Carb Comparison Note: With regular maple syrup, each serving of this oatmeal has around 9 grams of net carbs, whereas, the net carbs stay under 0.5 grams if using Lakanto sugar-free maple syrup.
Toppings & Flavor Choices
- Toppings: add color and sweetness with fresh fruit like strawberries and blueberries, or try raspberries, blackberries, or chopped apples. Nuts like almonds or pistachios add a great texture and flavor.
- Optional Flavors: Ground cinnamon adds natural floral sweetness and ground cardamom adds a floral aroma and flavor.
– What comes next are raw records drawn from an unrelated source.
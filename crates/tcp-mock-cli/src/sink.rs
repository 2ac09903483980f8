use std::fs::File;
use std::io::{self, BufWriter, Stdout, Write};
use std::path::Path;

use anyhow::{Context, Result};
use tcp_mock_abstract::{Direction, Segment, SegmentObserver};
use tcp_mock_core::SegmentReport;
use tracing::warn;

/// Writes every segment report to the console and to a log file.
pub struct DualSink<C: Write, F: Write> {
    console: C,
    file: F,
    failed: Option<io::Error>,
}

impl DualSink<Stdout, BufWriter<File>> {
    pub fn create(path: &Path) -> Result<Self> {
        let file = File::create(path)
            .with_context(|| format!("Failed to create output file {}", path.display()))?;
        println!("writing output to {} as well as console", path.display());
        Ok(Self::new(io::stdout(), BufWriter::new(file)))
    }
}

impl<C: Write, F: Write> DualSink<C, F> {
    pub fn new(console: C, file: F) -> Self {
        Self {
            console,
            file,
            failed: None,
        }
    }

    /// Flushes both sinks and surfaces the first write error, if any.
    pub fn finish(mut self) -> io::Result<(C, F)> {
        if let Some(e) = self.failed.take() {
            return Err(e);
        }
        self.console.flush()?;
        self.file.flush()?;
        Ok((self.console, self.file))
    }

    fn write_both(&mut self, text: &str) -> io::Result<()> {
        writeln!(self.file, "{text}")?;
        writeln!(self.console, "{text}")
    }
}

impl<C: Write, F: Write> SegmentObserver for DualSink<C, F> {
    fn on_segment(&mut self, _direction: Direction, title: &str, segment: &Segment) {
        let text = SegmentReport::new(title, segment).to_string();
        if let Err(e) = self.write_both(&text) {
            warn!("failed to log segment \"{}\": {}", title, e);
            self.failed.get_or_insert(e);
        }
    }
}
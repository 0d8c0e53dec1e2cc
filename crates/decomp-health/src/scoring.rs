//! Health scoring engine
//!
//! Pure functions from `(steps, gaps, team size)` to [`HealthMetrics`].

use crate::calibration::{thresholds, TeamThresholds};
use decomp_model::{
    ConfidenceLevel, Gap, GapType, HealthConfidence, HealthMetrics, Layer, Severity, Step,
};
use indexmap::IndexMap;
use std::collections::HashSet;

/// Scores above this are capped
pub const MAX_SCORE: u8 = 100;

/// Steps scoring below this count as low-automation
pub const LOW_AUTOMATION_THRESHOLD: u8 = 30;

const HIGH_GAP_WEIGHT: u64 = 20;
const MEDIUM_GAP_WEIGHT: u64 = 10;
const SINGLE_DEPENDENCY_WEIGHT: u64 = 15;
const LOW_AUTOMATION_WEIGHT: u64 = 5;

/// Metrics plus the intermediate values that produced them
#[derive(Debug, Clone, PartialEq)]
pub struct HealthReport {
    pub metrics: HealthMetrics,
    /// Fragility before the team multiplier and the cap
    pub raw_fragility: u64,
    pub thresholds: TeamThresholds,
}

/// Score a step graph
#[must_use]
pub fn score(steps: &[Step], gaps: &[Gap], team_size: Option<i64>) -> HealthMetrics {
    score_with_breakdown(steps, gaps, team_size).metrics
}

/// Score a step graph, keeping intermediate values
#[must_use]
pub fn score_with_breakdown(steps: &[Step], gaps: &[Gap], team_size: Option<i64>) -> HealthReport {
    let calibration = thresholds(team_size);
    let raw_fragility = raw_fragility(steps, gaps);

    let metrics = HealthMetrics {
        complexity: complexity(steps),
        fragility: cap(round_to_u64(raw_fragility as f64 * calibration.fragility_multiplier)),
        automation_potential: automation_potential(steps),
        team_load_balance: team_load_balance(steps, calibration.load_balance_baseline),
        team_size,
        confidence: Some(confidence(team_size)),
    };

    tracing::debug!(
        steps = steps.len(),
        gaps = gaps.len(),
        tier = calibration.tier.as_str(),
        raw_fragility,
        complexity = metrics.complexity,
        fragility = metrics.fragility,
        automation_potential = metrics.automation_potential,
        team_load_balance = metrics.team_load_balance,
        "scored decomposition health"
    );

    HealthReport {
        metrics,
        raw_fragility,
        thresholds: calibration,
    }
}

/// `min(100, steps*6 + dependencies*3 + distinct layers*5)`
#[must_use]
pub fn complexity(steps: &[Step]) -> u8 {
    let n = steps.len() as u64;
    let dependencies: u64 = steps.iter().map(|s| s.dependencies.len() as u64).sum();
    let layers = steps.iter().map(|s| s.layer).collect::<HashSet<Layer>>().len() as u64;

    cap(n
        .saturating_mul(6)
        .saturating_add(dependencies.saturating_mul(3))
        .saturating_add(layers.saturating_mul(5)))
}

/// Weighted count of severe gaps, single dependencies and manual steps
#[must_use]
pub fn raw_fragility(steps: &[Step], gaps: &[Gap]) -> u64 {
    let (mut high, mut medium, mut single_dependency) = (0u64, 0u64, 0u64);
    for gap in gaps {
        match gap.severity {
            Severity::High => high += 1,
            Severity::Medium => medium += 1,
            Severity::Low => {}
        }
        if gap.gap_type == GapType::SingleDependency {
            single_dependency += 1;
        }
    }
    let low_automation = steps
        .iter()
        .filter(|s| s.automation_score < LOW_AUTOMATION_THRESHOLD)
        .count() as u64;

    high.saturating_mul(HIGH_GAP_WEIGHT)
        .saturating_add(medium.saturating_mul(MEDIUM_GAP_WEIGHT))
        .saturating_add(single_dependency.saturating_mul(SINGLE_DEPENDENCY_WEIGHT))
        .saturating_add(low_automation.saturating_mul(LOW_AUTOMATION_WEIGHT))
}

/// Rounded mean automation score, 0 for an empty graph
#[must_use]
pub fn automation_potential(steps: &[Step]) -> u8 {
    if steps.is_empty() {
        return 0;
    }
    let total: u64 = steps.iter().map(|s| u64::from(s.automation_score)).sum();
    cap(round_to_u64(total as f64 / steps.len() as f64))
}

/// How evenly steps spread across owners
///
/// Steps without an owner share one "Unassigned" bucket. When no step has
/// an owner at all the tier baseline is returned.
#[must_use]
pub fn team_load_balance(steps: &[Step], baseline: u8) -> u8 {
    if steps.is_empty() {
        return 0;
    }
    if !steps.iter().any(Step::has_owner) {
        return baseline;
    }

    let mut buckets: IndexMap<&str, u64> = IndexMap::new();
    for step in steps {
        *buckets.entry(step.owner_bucket()).or_insert(0) += 1;
    }

    if buckets.len() == 1 {
        let even_share = round_to_u64(100.0 / steps.len() as f64);
        return baseline.min(cap(even_share));
    }

    let max = buckets.values().copied().max().unwrap_or(1) as f64;
    let min = buckets.values().copied().min().unwrap_or(0) as f64;
    let score = 100.0 - ((max - min) / max) * 25.0;
    cap(round_to_u64(score.clamp(0.0, 100.0)))
}

fn confidence(team_size: Option<i64>) -> HealthConfidence {
    match team_size {
        Some(_) => HealthConfidence {
            level: ConfidenceLevel::High,
            reason: "Team size was explicitly provided".to_string(),
        },
        None => HealthConfidence {
            level: ConfidenceLevel::Inferred,
            reason: "No team size specified; using medium-team defaults".to_string(),
        },
    }
}

fn round_to_u64(value: f64) -> u64 {
    if value.is_nan() || value <= 0.0 {
        0
    } else {
        // saturates at u64::MAX for out-of-range floats
        value.round() as u64
    }
}

fn cap(value: u64) -> u8 {
    // bounded by MAX_SCORE
    value.min(u64::from(MAX_SCORE)) as u8
}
Scroll to the recipe card for a detailed list of ingredients and quantities.
How to Make Overnight Oats with Chia Seeds
This overnight oats recipe with chia seeds is so quick and easy. I like to soak the oats and chia seeds for at least 8 hours for optimal texture, but they can be ready in 2 hours.
Prepare the base oatmeal: Add rolled oats, chia seeds, almond milk, and maple syrup in a mason jar or any jar with a lid (Pics 1-4).
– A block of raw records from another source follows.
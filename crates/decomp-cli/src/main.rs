use anyhow::{Context, Result};
use clap::{value_parser, Arg, ArgAction, ArgMatches, Command};
use decomp_cache::{compute_analysis_hash, AnalysisRequest};
use decomp_core::{logging, AnalyzerConfig, DecompositionPipeline, PipelineContext};
use decomp_diff::compare;
use decomp_model::{AnalysisMeta, Decomposition};
use std::io::Read;
use std::path::{Path, PathBuf};

fn build_cli() -> Command {
    Command::new("decomp")
        .version(env!("CARGO_PKG_VERSION"))
        .about("Repair, hash and diff model-generated workflow decompositions")
        .subcommand_required(true)
        .arg_required_else_help(true)
        .arg(
            Arg::new("config")
                .long("config")
                .global(true)
                .value_parser(value_parser!(PathBuf))
                .help("Analyzer config file (TOML)"),
        )
        .arg(
            Arg::new("json-logs")
                .long("json-logs")
                .global(true)
                .action(ArgAction::SetTrue)
                .help("Emit logs as JSON lines"),
        )
        .subcommand(
            Command::new("repair")
                .about("Run a raw model response through the decomposition pipeline")
                .arg(
                    Arg::new("input")
                        .long("input")
                        .short('i')
                        .default_value("-")
                        .help("Response file, or '-' for stdin"),
                )
                .arg(
                    Arg::new("team-size")
                        .long("team-size")
                        .allow_negative_numbers(true)
                        .value_parser(value_parser!(i64))
                        .help("Team size used to calibrate health scores"),
                )
                .arg(
                    Arg::new("title")
                        .long("title")
                        .help("Title used when the response carries none"),
                ),
        )
        .subcommand(
            Command::new("diff")
                .about("Compare two decompositions")
                .arg(
                    Arg::new("before")
                        .required(true)
                        .value_parser(value_parser!(PathBuf))
                        .help("Earlier decomposition (JSON)"),
                )
                .arg(
                    Arg::new("after")
                        .required(true)
                        .value_parser(value_parser!(PathBuf))
                        .help("Later decomposition (JSON)"),
                ),
        )
        .subcommand(
            Command::new("hash")
                .about("Print the cache key for an analysis request")
                .arg(
                    Arg::new("description")
                        .long("description")
                        .short('d')
                        .required(true)
                        .help("Workflow description"),
                )
                .arg(
                    Arg::new("stages")
                        .long("stages")
                        .value_delimiter(',')
                        .help("Comma-separated stage hints"),
                )
                .arg(
                    Arg::new("team-size")
                        .long("team-size")
                        .allow_negative_numbers(true)
                        .value_parser(value_parser!(i64))
                        .help("Team size"),
                )
                .arg(
                    Arg::new("team-context")
                        .long("team-context")
                        .help("Free-text team context"),
                )
                .arg(
                    Arg::new("prompt-version")
                        .long("prompt-version")
                        .help("Override the configured prompt version"),
                )
                .arg(
                    Arg::new("model-id")
                        .long("model-id")
                        .help("Override the configured model id"),
                ),
        )
}

fn load_config(matches: &ArgMatches) -> Result<AnalyzerConfig> {
    match matches.get_one::<PathBuf>("config") {
        Some(path) => AnalyzerConfig::load_from_file(path)
            .with_context(|| format!("loading config from {}", path.display())),
        None => Ok(AnalyzerConfig::default()),
    }
}

fn read_input(source: &str) -> Result<String> {
    if source == "-" {
        let mut buf = String::new();
        std::io::stdin()
            .read_to_string(&mut buf)
            .context("reading response from stdin")?;
        Ok(buf)
    } else {
        std::fs::read_to_string(source).with_context(|| format!("reading {source}"))
    }
}

fn read_decomposition(path: &Path) -> Result<Decomposition> {
    let content =
        std::fs::read_to_string(path).with_context(|| format!("reading {}", path.display()))?;
    serde_json::from_str(&content)
        .with_context(|| format!("{} is not a decomposition", path.display()))
}

fn repair(config: &AnalyzerConfig, args: &ArgMatches) -> Result<String> {
    let source = args.get_one::<String>("input").map_or("-", String::as_str);
    let raw = read_input(source)?;

    let title = args
        .get_one::<String>("title")
        .cloned()
        .unwrap_or_else(|| config.fallback_title.clone());
    let ctx = PipelineContext::new(title).with_team_size(args.get_one::<i64>("team-size").copied());

    let run = DecompositionPipeline::new().run(&raw, &ctx)?;
    if !run.integrity.is_clean() {
        tracing::info!(repairs = run.integrity.repair_count(), "repaired dependency graph");
    }

    let meta = AnalysisMeta::new(config.prompt_version.clone(), config.model_id.clone());
    Ok(serde_json::to_string_pretty(&run.into_analysis_output(meta))?)
}

fn diff(args: &ArgMatches) -> Result<String> {
    let before = args
        .get_one::<PathBuf>("before")
        .context("missing <before>")?;
    let after = args.get_one::<PathBuf>("after").context("missing <after>")?;

    let report = compare(&read_decomposition(before)?, &read_decomposition(after)?);
    Ok(serde_json::to_string_pretty(&report)?)
}

fn hash(config: &AnalyzerConfig, args: &ArgMatches) -> Result<String> {
    let description = args
        .get_one::<String>("description")
        .context("missing --description")?;

    let mut request = AnalysisRequest::new(description.as_str());
    if let Some(stages) = args.get_many::<String>("stages") {
        request = request.with_stages(stages.cloned());
    }
    if let Some(size) = args.get_one::<i64>("team-size") {
        request = request.with_team_size(*size);
    }
    if let Some(context) = args.get_one::<String>("team-context") {
        request = request.with_team_context(context.as_str());
    }

    let prompt_version = args
        .get_one::<String>("prompt-version")
        .unwrap_or(&config.prompt_version);
    let model_id = args
        .get_one::<String>("model-id")
        .unwrap_or(&config.model_id);

    Ok(compute_analysis_hash(&request, prompt_version, model_id)?.to_string())
}

fn run(matches: &ArgMatches) -> Result<String> {
    let mut config = load_config(matches)?;
    if matches.get_flag("json-logs") {
        config.log_json = true;
    }
    logging::init_from_config(&config);

    match matches.subcommand() {
        Some(("repair", args)) => repair(&config, args),
        Some(("diff", args)) => diff(args),
        Some(("hash", args)) => hash(&config, args),
        _ => anyhow::bail!("unknown command; see --help"),
    }
}

fn main() -> Result<()> {
    let matches = build_cli().get_matches();
    let output = run(&matches)?;
    println!("{output}");
    Ok(())
}

#[cfg(test)]
mod tests {
    use super::*;
    use std::io::Write;

    fn run_args(args: &[&str]) -> Result<String> {
        let matches = build_cli().try_get_matches_from(args)?;
        run(&matches)
    }

    fn write_temp(content: &str) -> tempfile::NamedTempFile {
        let mut file = tempfile::NamedTempFile::new().unwrap();
        file.write_all(content.as_bytes()).unwrap();
        file
    }

    #[test]
    fn cli_definition_is_valid() {
        build_cli().debug_assert();
    }

    #[test]
    fn hash_is_sixteen_hex_chars() {
        let out = run_args(&["decomp", "hash", "--description", "Run  payroll "]).unwrap();
        assert_eq!(out.len(), 16);

        let same = run_args(&["decomp", "hash", "-d", "Run payroll"]).unwrap();
        assert_eq!(out, same);

        let other = run_args(&["decomp", "hash", "-d", "Run payroll", "--team-size", "3"]).unwrap();
        assert_ne!(out, other);
    }

    #[test]
    fn hash_respects_overrides() {
        let base = run_args(&["decomp", "hash", "-d", "x", "--stages", "a,b"]).unwrap();
        let bumped = run_args(&[
            "decomp", "hash", "-d", "x", "--stages", "a,b", "--prompt-version", "v99",
        ])
        .unwrap();
        assert_ne!(base, bumped);
    }

    #[test]
    fn repair_reads_a_file() {
        let input = write_temp("```json\n{\"title\": \"Payroll\", \"steps\": [], \"gaps\": []}\n```");
        let out = run_args(&["decomp", "repair", "--input", input.path().to_str().unwrap()]).unwrap();

        let json: serde_json::Value = serde_json::from_str(&out).unwrap();
        assert_eq!(json["title"], "Payroll");
        assert_eq!(json["_partial"], false);
    }

    #[test]
    fn repair_uses_title_flag_when_degrading() {
        let input = write_temp("no json here");
        let out = run_args(&[
            "decomp",
            "repair",
            "-i",
            input.path().to_str().unwrap(),
            "--title",
            "My flow",
        ])
        .unwrap();

        let json: serde_json::Value = serde_json::from_str(&out).unwrap();
        assert_eq!(json["title"], "My flow");
        assert_eq!(json["_partial"], true);
    }

    #[test]
    fn diff_two_files() {
        let flow = r#"{"id": "d", "title": "T", "steps": [], "gaps": [],
            "health": {"complexity": 0, "fragility": 10, "automationPotential": 0, "teamLoadBalance": 0}}"#;
        let before = write_temp(flow);
        let after = write_temp(&flow.replace("\"fragility\": 10", "\"fragility\": 4"));

        let out = run_args(&[
            "decomp",
            "diff",
            before.path().to_str().unwrap(),
            after.path().to_str().unwrap(),
        ])
        .unwrap();

        let json: serde_json::Value = serde_json::from_str(&out).unwrap();
        assert_eq!(json["summary"], "fragility reduced by 6 points.");
    }

    #[test]
    fn bad_config_path_fails() {
        let err = run_args(&["decomp", "--config", "/nonexistent.toml", "hash", "-d", "x"]).unwrap_err();
        assert!(err.to_string().contains("loading config"));
    }
}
Stir: Stir everything until well combined and there are no clumps of chia seeds (Pics 5-6).
Refrigerate: Cover and refrigerate overnight for best results, or at least 2 hours.
Top and serve: Top your overnight oats with chopped strawberries, blueberries, and sliced almonds. Optionally, add ground cinnamon or cardamom (Pics 7-8). Enjoy!
Note: For a grab-and-go breakfast option, top with fruits and nuts the night before, but don't mix. Mix it before serving.
Serving Suggestions
Serving temperature: Overnight oats with chia seeds can be had cold, at room temperature, or warm. To warm them, pop them in the microwave for 30-40 seconds before adding any fruit. For best results, consume the chia oats within 2 days, since it gets too gummy beyond that.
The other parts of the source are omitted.